Se casaron en el 95 y la boda fue un acontecimiento. Nos reunimos un buen número de viejos amigos, decididos a pasarlo bien. Entre todos habíamos copado un hotel rural en el que, a modo de concentración, pasamos un intenso fin de semana. En un momento de esas dos largas jornadas (no recuerdo si antes o después de la ceremonia), Laia hizo un aparte conmigo y, bastante borracha, declaró que me quería mucho y que esperaba poder contar siempre conmigo. Me comporté como exigen las convenciones etílicas y no le di mayor importancia al desborde emocional tan propio de las circunstancias. Curiosamente, en nuestra primera conversación del verano pasado, ella rememoró esas palabras.

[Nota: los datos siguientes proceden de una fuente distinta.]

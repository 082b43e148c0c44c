//! Error types for `prodcost-core`.

use chrono::NaiveDate;
use thiserror::Error;
use uuid::Uuid;

/// The kind of record an error refers to.
#[derive(Debug, Clone, Copy, PartialEq, Eq)]
pub enum Entity {
  UnitOfMeasure,
  Nomenclature,
  Counterparty,
  ConversionRate,
  Purchase,
  ProductionRun,
  ProducedItem,
  ConsumedMaterial,
}

impl std::fmt::Display for Entity {
  fn fmt(&self, f: &mut std::fmt::Formatter<'_>) -> std::fmt::Result {
    let label = match self {
      Self::UnitOfMeasure => "unit of measure",
      Self::Nomenclature => "nomenclature",
      Self::Counterparty => "counterparty",
      Self::ConversionRate => "conversion rate",
      Self::Purchase => "purchase",
      Self::ProductionRun => "production run",
      Self::ProducedItem => "produced item",
      Self::ConsumedMaterial => "consumed material",
    };
    f.write_str(label)
  }
}

#[derive(Debug, Error)]
pub enum Error {
  #[error("{0} not found: {1}")]
  NotFound(Entity, Uuid),

  /// No purchase of the material exists on or before the production date.
  #[error("no purchase history for material {material_id} on or before {cutoff}")]
  NoPurchaseHistory {
    material_id: Uuid,
    cutoff:      NaiveDate,
  },

  /// The purchases selected for averaging add up to a zero quantity.
  #[error("purchases of material {0} have a total quantity of zero")]
  ZeroPurchaseQuantity(Uuid),

  /// Deletion rejected because other rows still point at this one.
  #[error("{0} {1} is still referenced and cannot be deleted")]
  IntegrityViolation(Entity, Uuid),

  /// A new row points at a row that does not exist.
  #[error("unknown reference in new {0}")]
  UnknownReference(Entity),

  #[error("invalid {field}: {reason}")]
  Validation {
    field:  &'static str,
    reason: String,
  },
}

impl Error {
  pub fn is_not_found(&self) -> bool {
    matches!(self, Self::NotFound(..) | Self::NoPurchaseHistory { .. })
  }
}

pub type Result<T, E = Error> = std::result::Result<T, E>;
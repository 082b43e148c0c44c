//! Handlers for `/purchases` endpoints.
//!
//! Purchases are append-only: there is no update or delete route.
//!
//! | Method | Path | Notes |
//! |--------|------|-------|
//! | `GET`  | `/purchases` | Optional `material_id`, `counterparty_id`, `from`, `to` (inclusive) |
//! | `POST` | `/purchases` | Body: [`NewPurchase`]; returns 201 + stored purchase |
//! | `GET`  | `/purchases/:id` | 404 if not found |

use std::sync::Arc;

use axum::{
  Json,
  extract::{Path, Query, State},
  http::StatusCode,
  response::IntoResponse,
};
use prodcost_core::{
  purchase::{NewPurchase, Purchase, PurchaseQuery},
  store::ProductionStore,
};
use uuid::Uuid;

use crate::error::ApiError;

/// `GET /purchases[?material_id=...][&counterparty_id=...][&from=YYYY-MM-DD][&to=YYYY-MM-DD]`
pub async fn list<S: ProductionStore>(
  State(store): State<Arc<S>>,
  Query(query): Query<PurchaseQuery>,
) -> Result<Json<Vec<Purchase>>, ApiError> {
  let purchases = store
    .search_purchases(&query)
    .await
    .map_err(ApiError::store)?;
  Ok(Json(purchases))
}

/// `POST /purchases`
pub async fn create<S: ProductionStore>(
  State(store): State<Arc<S>>,
  Json(body): Json<NewPurchase>,
) -> Result<impl IntoResponse, ApiError> {
  let purchase = store.record_purchase(body).await.map_err(ApiError::store)?;
  Ok((StatusCode::CREATED, Json(purchase)))
}

/// `GET /purchases/:id`
pub async fn get_one<S: ProductionStore>(
  State(store): State<Arc<S>>,
  Path(id): Path<Uuid>,
) -> Result<Json<Purchase>, ApiError> {
  let purchase = store
    .get_purchase(id)
    .await
    .map_err(ApiError::store)?
    .ok_or_else(|| ApiError::NotFound(format!("purchase {id} not found")))?;
  Ok(Json(purchase))
}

He querido anteponer estos párrafos para que se entienda cómo era mi relación con Laia. Ciertamente era anterior a la que tenía con Zenón y, desde luego, había sido más íntima. Sin embargo, durante los últimos años, casi nunca había estado a solas con ella y, en cambio, había ido estrechando la amistad con su marido. Creo que me llamó, en primer lugar, porque sabía que Zenón había hablado conmigo; pero también porque necesitaba abrirse a alguien y sintió que podía apelar a la intimidad y cariño que hubo entre nosotros (y que, quiero pensar, aunque aletargados no habían desaparecido). Hechas estas aclaraciones paso a relatar, procurando no divagar demasiado, lo que me contó.
El descubrimiento de las actividades secretas de Zenón supuso un shock para Laia. Me dijo que se sintió brutalmente sacudida y durante un tiempo no podía ni siquiera pensar con un mínimo de serenidad. La invadieron emociones negativas muy fuertes, tanto que apenas le dejaban espacio para nada más y, desde luego, no para cualquier atisbo de autoanálisis. Se sentía asqueada, humillada, engañada ... Pero, sobre todo, sentía mucha rabia y unas ganas tremendas de hacer daño a su marido, de vengarse. En ese estado emocional se produjo la escena de la expulsión del domicilio. Luego, con la marcha de Zenón y los tres días que pasó sin dar noticias de su paradero, le sobrevino una sensación de abandono, de pérdida de fuerzas, de desconsuelo. Así, abatida, recibió a mi amigo y teniéndolo delante comprobó el dolor que le producía, su incapacidad para enfrentarse a lo que había ocurrido entre ellos. Trató de mantener el tipo, me dijo, no llorar. En todo caso, pensaba que hizo lo único que en ese momento podía hacer y estaba razonablemente orgullosa de no haber cedido a la rabia. También agradecía la reacción de su marido.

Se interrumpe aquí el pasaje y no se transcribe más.